The first two (IMHO) have to do with acquisition of knwledge and, I believe, experience; however, the last has much to do with technique (and psycholgy or empathy). BUT, amusingly, it has been my experience all pale before enthusiam. Students seem to be fascinated (at least at the junior high and high school) by who you are as a person. If you are enthusastic about math, it is hard for them to stay neutral. Time and time again returning students have remarked on my personal characteristics (yes, they also sometimes thank me for what they have learned :)). I sometimes feel that modeling my understanding and love of mathematics is more important than the specific knowledge imparted.
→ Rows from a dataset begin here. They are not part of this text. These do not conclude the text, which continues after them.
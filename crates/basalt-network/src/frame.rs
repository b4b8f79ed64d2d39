//! Length-prefixed binary framing over one TCP connection.
//!
//! Wire layout, all fields big-endian:
//!
//! ```text
//! +-----------+---------------+-------------+-----------------+
//! | size: u32 | protoCode: u16| msgCode: u16|     payload     |
//! |  4 bytes  |    2 bytes    |   2 bytes   |   `size` bytes  |
//! +-----------+---------------+-------------+-----------------+
//! ```
//!
//! There is no framing checksum; corruption shows up as a parse or
//! deadline error on a later frame and terminates the peer. A connection
//! is split into an owned read half (driven by exactly one reader task)
//! and an owned write half (serialized behind the peer's write lock).

use crate::config::ConnConfig;
use crate::error::{NetworkError, NetworkResult};
use crate::message::CTL_PROTO_CODE;
use bytes::{BufMut, Bytes, BytesMut};
use tokio::io::{AsyncReadExt, AsyncWriteExt};
use tokio::net::tcp::{OwnedReadHalf, OwnedWriteHalf};
use tokio::net::TcpStream;
use tokio::time::timeout;
use tracing::trace;

/// Frame header length in bytes.
pub const HEADER_LEN: usize = 8;

/// One length-prefixed record on the wire.
#[derive(Debug, Clone, PartialEq, Eq)]
pub struct Frame {
    /// Protocol code: 1 for control, negotiated codes from 2 up.
    pub proto_code: u16,
    /// Message code, application-defined outside the control channel.
    pub msg_code: u16,
    /// Payload bytes. May be empty.
    pub payload: Bytes,
}

impl Frame {
    /// Build a frame for a negotiated protocol code.
    pub fn new(proto_code: u16, msg_code: u16, payload: Bytes) -> Self {
        Self {
            proto_code,
            msg_code,
            payload,
        }
    }

    /// Build a payload-free control frame.
    pub fn control(msg_code: u16) -> Self {
        Self::new(CTL_PROTO_CODE, msg_code, Bytes::new())
    }

    /// Build a control frame carrying a payload.
    pub fn control_with(msg_code: u16, payload: Bytes) -> Self {
        Self::new(CTL_PROTO_CODE, msg_code, payload)
    }
}

/// Split a connected stream into framed read and write halves.
pub fn split_stream(stream: TcpStream, config: &ConnConfig) -> (FrameReader, FrameWriter) {
    let (read, write) = stream.into_split();
    (
        FrameReader {
            half: read,
            config: config.clone(),
        },
        FrameWriter {
            half: write,
            config: config.clone(),
        },
    )
}

/// Read side of a framed connection. Never shared between tasks.
pub struct FrameReader {
    half: OwnedReadHalf,
    config: ConnConfig,
}

impl FrameReader {
    /// Receive one frame, bounded by the read deadline for the header and
    /// again for the payload. A short read or an elapsed deadline fails
    /// the call and the connection is considered broken.
    pub async fn recv_frame(&mut self) -> NetworkResult<Frame> {
        let mut head = [0u8; HEADER_LEN];
        timeout(self.config.read_timeout, self.half.read_exact(&mut head))
            .await
            .map_err(|_| NetworkError::Timeout("frame header read"))??;

        let size = u32::from_be_bytes([head[0], head[1], head[2], head[3]]) as usize;
        let proto_code = u16::from_be_bytes([head[4], head[5]]);
        let msg_code = u16::from_be_bytes([head[6], head[7]]);

        if size > self.config.max_payload {
            return Err(NetworkError::FrameTooLarge {
                size,
                max: self.config.max_payload,
            });
        }

        let mut payload = vec![0u8; size];
        if size > 0 {
            timeout(self.config.read_timeout, self.half.read_exact(&mut payload))
                .await
                .map_err(|_| NetworkError::Timeout("frame payload read"))??;
        }

        trace!(proto_code, msg_code, size, "recv frame");
        Ok(Frame {
            proto_code,
            msg_code,
            payload: payload.into(),
        })
    }
}

/// Write side of a framed connection. Callers serialize access through
/// the peer's write lock.
pub struct FrameWriter {
    half: OwnedWriteHalf,
    config: ConnConfig,
}

impl FrameWriter {
    /// Send one frame, header and payload, bounded by the write deadline.
    /// On failure the connection is considered broken.
    pub async fn send_frame(&mut self, frame: &Frame) -> NetworkResult<()> {
        let size = frame.payload.len();
        if size > self.config.max_payload {
            return Err(NetworkError::FrameTooLarge {
                size,
                max: self.config.max_payload,
            });
        }

        let mut buf = BytesMut::with_capacity(HEADER_LEN + size);
        buf.put_u32(size as u32);
        buf.put_u16(frame.proto_code);
        buf.put_u16(frame.msg_code);
        buf.put_slice(&frame.payload);

        timeout(self.config.write_timeout, async {
            self.half.write_all(&buf).await?;
            self.half.flush().await
        })
        .await
        .map_err(|_| NetworkError::Timeout("frame write"))??;

        trace!(
            proto_code = frame.proto_code,
            msg_code = frame.msg_code,
            size,
            "sent frame"
        );
        Ok(())
    }

    /// Close the write direction of the connection.
    pub async fn shutdown(&mut self) {
        let _ = self.half.shutdown().await;
    }
}
//! Server and connection configuration.

use basalt_discovery::{Node, NodeId};
use std::net::SocketAddr;
use std::time::Duration;

/// Default size of the inbound-handshake admission pool.
pub const DEFAULT_MAX_PENDING_PEERS: usize = 50;

/// Per-connection transport tunables.
#[derive(Debug, Clone)]
pub struct ConnConfig {
    /// Maximum time allowed for reading a complete frame.
    pub read_timeout: Duration,
    /// Maximum time allowed for writing a complete frame.
    pub write_timeout: Duration,
    /// Maximum frame payload size.
    pub max_payload: usize,
}

impl Default for ConnConfig {
    fn default() -> Self {
        Self {
            read_timeout: Duration::from_secs(30),
            write_timeout: Duration::from_secs(20),
            max_payload: 10 * 1024 * 1024, // 10 MiB
        }
    }
}

/// Server options.
///
/// Fields are fixed once the server starts.
#[derive(Debug, Clone)]
pub struct ServerConfig {
    /// Human-readable identity for log lines.
    pub name: String,
    /// Local node id advertised in the handshake. Must not be zero.
    pub local_id: NodeId,
    /// TCP bind address. Bind to port 0 to get an ephemeral port; the
    /// resolved address is observable through `Server::local_addr`.
    pub listen_addr: SocketAddr,
    /// UDP port handed to the discovery database.
    pub kad_port: u16,
    /// Size of the inbound-handshake admission pool. Zero selects
    /// [`DEFAULT_MAX_PENDING_PEERS`].
    pub max_pending_peers: usize,
    /// Pre-known nodes seeded into the discovery database.
    pub static_nodes: Vec<Node>,
    /// Heartbeat interval. Anything up to 15 s keeps peers comfortably
    /// inside the read deadline.
    pub ping_interval: Duration,
    /// Deadline for an outbound TCP connect.
    pub dial_timeout: Duration,
    /// Period of the dial-scheduling tick.
    pub schedule_interval: Duration,
    /// Transport tunables applied to every connection.
    pub conn: ConnConfig,
}

impl Default for ServerConfig {
    fn default() -> Self {
        Self {
            name: "basalt".to_string(),
            local_id: NodeId::from_bytes([0u8; basalt_discovery::NODE_ID_LEN]),
            listen_addr: "0.0.0.0:9040".parse().expect("valid default listen addr"),
            kad_port: 9039,
            max_pending_peers: 0,
            static_nodes: Vec::new(),
            ping_interval: Duration::from_secs(3),
            dial_timeout: Duration::from_secs(15),
            schedule_interval: Duration::from_secs(10),
            conn: ConnConfig::default(),
        }
    }
}

impl ServerConfig {
    /// Admission pool size with the zero-means-default rule applied.
    pub fn pending_peer_slots(&self) -> usize {
        if self.max_pending_peers == 0 {
            DEFAULT_MAX_PENDING_PEERS
        } else {
            self.max_pending_peers
        }
    }
}
impl Peer {
    #[allow(clippy::too_many_arguments)]
    pub(crate) fn new(
        node: Arc<Node>,
        reader: FrameReader,
        writer: FrameWriter,
        tables: CodeTables,
        announce: Vec<ProtocolHost>,
        hosts: HashMap<u16, ProtocolHost>,
        secret: [u8; 32],
        ping_interval: Duration,
    ) -> Arc<Self> {
        let (disc_tx, disc_rx) = mpsc::channel(1);
        Arc::new(Self {
            node,
            created: Instant::now(),
            ping_interval,
            secret,
            tables,
            announce,
            hosts,
            writer: Mutex::new(writer),
            reader: SyncMutex::new(Some(reader)),
            disc_tx,
            disc_rx: SyncMutex::new(Some(disc_rx)),
            closed: CancellationToken::new(),
            terminal: SyncMutex::new(None),
        })
    }

    /// Identity of the remote.
    pub fn node(&self) -> &Arc<Node> {
        &self.node
    }

    /// Monotonic creation time.
    pub fn created(&self) -> Instant {
        self.created
    }

    /// Capabilities negotiated on this connection, in code order.
    pub fn capabilities(&self) -> Vec<Capability> {
        self.tables.capabilities()
    }

    /// Per-connection key material from the handshake nonces. Reserved
    /// for an encrypted-transport layer.
    pub fn session_secret(&self) -> &[u8; 32] {
        &self.secret
    }

    /// Whether the closed signal has fired.
    pub fn is_closed(&self) -> bool {
        self.closed.is_cancelled()
    }

    /// A token that fires when the peer closes.
    pub fn closed_signal(&self) -> CancellationToken {
        self.closed.clone()
    }

    /// The error that terminated the peer, once closed.
    pub fn terminal_error(&self) -> Option<String> {
        self.terminal.lock().as_ref().map(|e| e.to_string())
    }

    /// Send an application message on the given sub-protocol.
    ///
    /// Fails with [`NetworkError::UnknownProtocol`] when the capability
    /// was not negotiated on this connection; the peer stays connected.
    pub async fn send(&self, cap: &Capability, msg_code: u16, payload: Bytes) -> NetworkResult<()> {
        let code = self
            .tables
            .by_cap
            .get(&cap.to_string())
            .copied()
            .ok_or_else(|| NetworkError::UnknownProtocol(cap.to_string()))?;
        self.send_frame(&Frame::new(code, msg_code, payload)).await
    }

    /// Request a disconnect with the given reason.
    ///
    /// Non-blocking and idempotent; once the peer has closed (or a
    /// disconnect is already pending) the request is dropped silently.
    pub fn disconnect(&self, reason: DisconnectReason) {
        let _ = self.disc_tx.try_send(reason);
    }

    pub(crate) async fn send_frame(&self, frame: &Frame) -> NetworkResult<()> {
        if self.closed.is_cancelled() {
            return Err(NetworkError::PeerClosed);
        }
        let mut writer = self.writer.lock().await;
        if self.closed.is_cancelled() {
            return Err(NetworkError::PeerClosed);
        }
        writer.send_frame(frame).await
    }

    /// Close the connection without a run loop. Used when the server is
    /// already draining and the peer will never be admitted.
    pub(crate) async fn close_now(&self) {
        self.closed.cancel();
        self.writer.lock().await.shutdown().await;
    }

    /// Drive the peer to completion.
    ///
    /// Announces the peer to each registered sub-protocol, spawns the
    /// reader and pinger, waits for the first terminal event, then tears
    /// down: closed signal (exactly once), connection shutdown, worker
    /// join, removal announcements.
    pub(crate) async fn run(self: &Arc<Self>) {
        let reader = self.reader.lock().take();
        let disc_rx = self.disc_rx.lock().take();
        let (Some(reader), Some(mut disc_rx)) = (reader, disc_rx) else {
            warn!(peer = %self.node, "peer run called twice");
            return;
        };

        for host in &self.announce {
            host.peer_added(Arc::clone(self)).await;
        }

        let (err_tx, mut err_rx) = mpsc::channel::<NetworkError>(2);
        let read_task = tokio::spawn(read_loop(Arc::clone(self), reader, err_tx.clone()));
        let ping_task = tokio::spawn(ping_loop(Arc::clone(self), err_tx));

        let err = tokio::select! {
            Some(err) = err_rx.recv() => err,
            Some(reason) = disc_rx.recv() => {
                // Best-effort: let the remote observe the reason.
                self.send_disc(reason).await;
                NetworkError::DisconnectRequested(reason)
            }
        };

        self.closed.cancel();
        self.writer.lock().await.shutdown().await;
        let _ = read_task.await;
        let _ = ping_task.await;

        info!(peer = %self.node, err = %err, "peer closed");
        *self.terminal.lock() = Some(err);

        for host in &self.announce {
            host.peer_removed(Arc::clone(self)).await;
        }
    }

    async fn send_disc(&self, reason: DisconnectReason) {
        let frame = Frame::control_with(CTL_MSG_DISC, Bytes::copy_from_slice(&[reason.code()]));
        if let Err(err) = self.send_frame(&frame).await {
            debug!(peer = %self.node, %err, "disc frame not delivered");
        }
    }

    /// Route one received frame. Runs only on the reader task.
    async fn dispatch(self: &Arc<Self>, frame: Frame) -> NetworkResult<()> {
        if let Some(host) = self.hosts.get(&frame.proto_code) {
            let message = InboundMessage {
                msg_code: frame.msg_code,
                payload: frame.payload,
                received_at: Instant::now(),
                peer: Arc::clone(self),
            };
            let sender = host.inbound_sender();
            return tokio::select! {
                res = sender.send(message) => {
                    if res.is_err() {
                        trace!(peer = %self.node, "sub-protocol gone, message dropped");
                    }
                    Ok(())
                }
                // Closing while blocked on a full queue ends the stream.
                _ = self.closed.cancelled() => {
                    Err(NetworkError::Io(std::io::ErrorKind::UnexpectedEof.into()))
                }
            };
        }

        if frame.proto_code != CTL_PROTO_CODE {
            return Err(NetworkError::InvalidFrame(format!(
                "unknown protocol code {}",
                frame.proto_code
            )));
        }

        match frame.msg_code {
            CTL_MSG_PING => {
                let peer = Arc::clone(self);
                tokio::spawn(async move {
                    let _ = peer.send_frame(&Frame::control(CTL_MSG_PONG)).await;
                });
                Ok(())
            }
            CTL_MSG_PONG => Ok(()),
            CTL_MSG_DISC => {
                let reason = frame
                    .payload
                    .first()
                    .copied()
                    .map(DisconnectReason::from_code)
                    .unwrap_or(DisconnectReason::Other(0));
                Err(NetworkError::RemoteDisconnect(reason))
            }
            other => {
                debug!(peer = %self.node, msg_code = other, "ignoring control message");
                Ok(())
            }
        }
    }
}

impl fmt::Display for Peer {
    fn fmt(&self, f: &mut fmt::Formatter<'_>) -> fmt::Result {
        write!(f, "{}", self.node)
    }
}

impl fmt::Debug for Peer {
    fn fmt(&self, f: &mut fmt::Formatter<'_>) -> fmt::Result {
        f.debug_struct("Peer")
            .field("node", &self.node.to_string())
            .field("closed", &self.is_closed())
            .finish()
    }
}

async fn read_loop(peer: Arc<Peer>, mut reader: FrameReader, err_tx: mpsc::Sender<NetworkError>) {
    loop {
        let frame = tokio::select! {
            res = reader.recv_frame() => match res {
                Ok(frame) => frame,
                Err(err) => {
                    let _ = err_tx.send(err).await;
                    return;
                }
            },
            _ = peer.closed.cancelled() => return,
        };
        if let Err(err) = peer.dispatch(frame).await {
            let _ = err_tx.send(err).await;
            return;
        }
    }
}

async fn ping_loop(peer: Arc<Peer>, err_tx: mpsc::Sender<NetworkError>) {
    let start = tokio::time::Instant::now() + peer.ping_interval;
    let mut ticker = tokio::time::interval_at(start, peer.ping_interval);
    loop {
        tokio::select! {
            _ = ticker.tick() => {
                if let Err(err) = peer.send_frame(&Frame::control(CTL_MSG_PING)).await {
                    if !matches!(err, NetworkError::PeerClosed) {
                        let _ = err_tx.send(err).await;
                    }
                    return;
                }
            }
            _ = peer.closed.cancelled() => return,
        }
    }
}
/// The reconciliation task: sole owner of the peer map.
async fn reconcile_loop(
    ctx: Arc<ServerCtx>,
    mut add_rx: mpsc::Receiver<Arc<Peer>>,
    mut del_rx: mpsc::Receiver<Arc<Peer>>,
    protocols: Vec<RegisteredProtocol>,
) {
    let mut peers: HashMap<NodeId, Arc<Peer>> = HashMap::new();
    let mut ticker = tokio::time::interval(ctx.config.schedule_interval);

    loop {
        tokio::select! {
            biased;

            _ = ctx.shutdown.cancelled() => break,

            Some(peer) = del_rx.recv() => {
                remove_if_same(&mut peers, &peer);
                ctx.peer_count.store(peers.len(), Ordering::Relaxed);
            }

            Some(peer) = add_rx.recv() => {
                let id = peer.node().id;
                if peers.contains_key(&id) {
                    info!(peer = %peer, "node already connected, rejecting");
                    peer.disconnect(DisconnectReason::AlreadyConnected);
                } else {
                    peers.insert(id, peer);
                    ctx.peer_count.store(peers.len(), Ordering::Relaxed);
                    info!(total = peers.len(), "peer admitted");
                }
            }

            _ = ticker.tick() => schedule_dials(&ctx, &peers),
        }
    }

    // Drain mode: every peer gets a server-quit disconnect, then the map
    // empties through the usual removal events.
    info!(peers = peers.len(), "reconciliation draining");
    for peer in peers.values() {
        peer.disconnect(DisconnectReason::ServerQuit);
    }
    while !peers.is_empty() {
        tokio::select! {
            Some(peer) = del_rx.recv() => {
                remove_if_same(&mut peers, &peer);
            }
            Some(peer) = add_rx.recv() => {
                // Late handshake completion during drain.
                peer.disconnect(DisconnectReason::ServerQuit);
            }
        }
    }
    ctx.peer_count.store(0, Ordering::Relaxed);

    // Closing the event channels lets in-flight handshake tasks fail
    // their sends and finish; dropping the context releases this task's
    // protocol queue senders. Once every holder is gone the queues close
    // and the sub-protocol tasks drain out.
    drop(add_rx);
    drop(del_rx);
    drop(ctx);
    for protocol in protocols {
        let cap = protocol.capability().clone();
        if protocol.task.await.is_err() {
            warn!(capability = %cap, "sub-protocol task panicked");
        }
    }
}

/// Remove the departed peer iff the mapped entry is the same instance,
/// so a stale removal from a replaced peer cannot evict its successor.
fn remove_if_same(peers: &mut HashMap<NodeId, Arc<Peer>>, departed: &Arc<Peer>) {
    let id = departed.node().id;
    match peers.get(&id) {
        Some(current) if Arc::ptr_eq(current, departed) => {
            peers.remove(&id);
            info!(peer = %departed, total = peers.len(), "peer removed");
        }
        _ => {
            debug!(peer = %departed, "removal for unmapped peer ignored");
        }
    }
}

/// One dial-scheduling tick: snapshot discovery, skip connected nodes,
/// dial the rest. Failures are dropped; the next tick retries.
fn schedule_dials(ctx: &Arc<ServerCtx>, peers: &HashMap<NodeId, Arc<Peer>>) {
    if ctx.shutdown.is_cancelled() {
        return;
    }
    let snapshot = ctx.kad_db.snapshot();
    debug!(known = snapshot.len(), connected = peers.len(), "dial tick");

    for (id, node) in snapshot {
        if id == ctx.config.local_id || peers.contains_key(&id) {
            continue;
        }
        let ctx = Arc::clone(ctx);
        ctx.tracker.clone().spawn(dial(node, ctx));
    }
}

async fn dial(node: Arc<Node>, ctx: Arc<ServerCtx>) {
    // Always the node's TCP port; the UDP port belongs to discovery.
    let addr = node.tcp_addr();
    let dial_timeout = ctx.config.dial_timeout;
    let connected = tokio::select! {
        res = tokio::time::timeout(dial_timeout, TcpStream::connect(addr)) => Some(res),
        _ = ctx.shutdown.cancelled() => None,
    };
    match connected {
        Some(Ok(Ok(stream))) => setup_conn(stream, Direction::Outbound, Some(node), ctx).await,
        Some(Ok(Err(err))) => debug!(%addr, %err, "dial failed"),
        Some(Err(_)) => debug!(%addr, "dial timed out"),
        None => {}
    }
}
To this end I invite local professional mathematicans to my class to 'share' with students, I require some written research into the lives and works of famous female and male mathematicans, and show a few videos featuring current expectional mathematics personalities.
Yes, I understand that there possibily is a portion of the population that will always hate math, think it of little use, and be bored by me. However, I have yet to teach such students (I have met people who I bore :)). If I can be positive, usually they are (one reason I like junior high). And I have taught 'hardcore' high school remedial thru 'gifted and talented'.
Perhaps a Masters in 'Sense of Humor', 'Patience', and 'Enthusiam' should be required for all mathematics educators.